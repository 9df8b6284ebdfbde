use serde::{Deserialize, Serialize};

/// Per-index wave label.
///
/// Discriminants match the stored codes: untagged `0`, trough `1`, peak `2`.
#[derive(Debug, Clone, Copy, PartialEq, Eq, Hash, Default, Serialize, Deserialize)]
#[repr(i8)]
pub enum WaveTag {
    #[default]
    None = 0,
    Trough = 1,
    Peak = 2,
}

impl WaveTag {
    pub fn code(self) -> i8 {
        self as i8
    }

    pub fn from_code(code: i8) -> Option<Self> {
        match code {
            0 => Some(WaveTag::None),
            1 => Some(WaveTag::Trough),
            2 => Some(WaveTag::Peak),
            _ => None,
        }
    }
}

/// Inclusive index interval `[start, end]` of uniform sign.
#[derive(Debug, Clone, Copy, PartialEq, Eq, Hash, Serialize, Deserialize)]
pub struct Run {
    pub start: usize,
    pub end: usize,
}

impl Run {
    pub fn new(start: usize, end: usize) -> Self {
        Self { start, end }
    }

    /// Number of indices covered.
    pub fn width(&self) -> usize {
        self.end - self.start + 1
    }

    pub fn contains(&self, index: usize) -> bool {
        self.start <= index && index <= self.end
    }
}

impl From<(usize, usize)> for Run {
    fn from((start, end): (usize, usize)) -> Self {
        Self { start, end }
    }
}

To do
Reproduce all of the data exactly as given.

Output
repository 9df8b6284ebdfbde
use serde::{Deserialize, Serialize};

/// Per-index wave label.
///
/// Discriminants match the stored codes: untagged `0`, trough `1`, peak `2`.
#[derive(Debug, Clone, Copy, PartialEq, Eq, Hash, Default, Serialize, Deserialize)]
#[repr(i8)]
pub enum WaveTag {
    #[default]
    None = 0,
    Trough = 1,
    Peak = 2,
}

impl WaveTag {
    pub fn code(self) -> i8 {
        self as i8
    }

    pub fn from_code(code: i8) -> Option<Self> {
        match code {
            0 => Some(WaveTag::None),
            1 => Some(WaveTag::Trough),
            2 => Some(WaveTag::Peak),
            _ => None,
        }
    }
}

/// Inclusive index interval `[start, end]` of uniform sign.
#[derive(Debug, Clone, Copy, PartialEq, Eq, Hash, Serialize, Deserialize)]
pub struct Run {
    pub start: usize,
    pub end: usize,
}

impl Run {
    pub fn new(start: usize, end: usize) -> Self {
        Self { start, end }
    }

    /// Number of indices covered.
    pub fn width(&self) -> usize {
        self.end - self.start + 1
    }

    pub fn contains(&self, index: usize) -> bool {
        self.start <= index && index <= self.end
    }
}

impl From<(usize, usize)> for Run {
    fn from((start, end): (usize, usize)) -> Self {
        Self { start, end }
    }
}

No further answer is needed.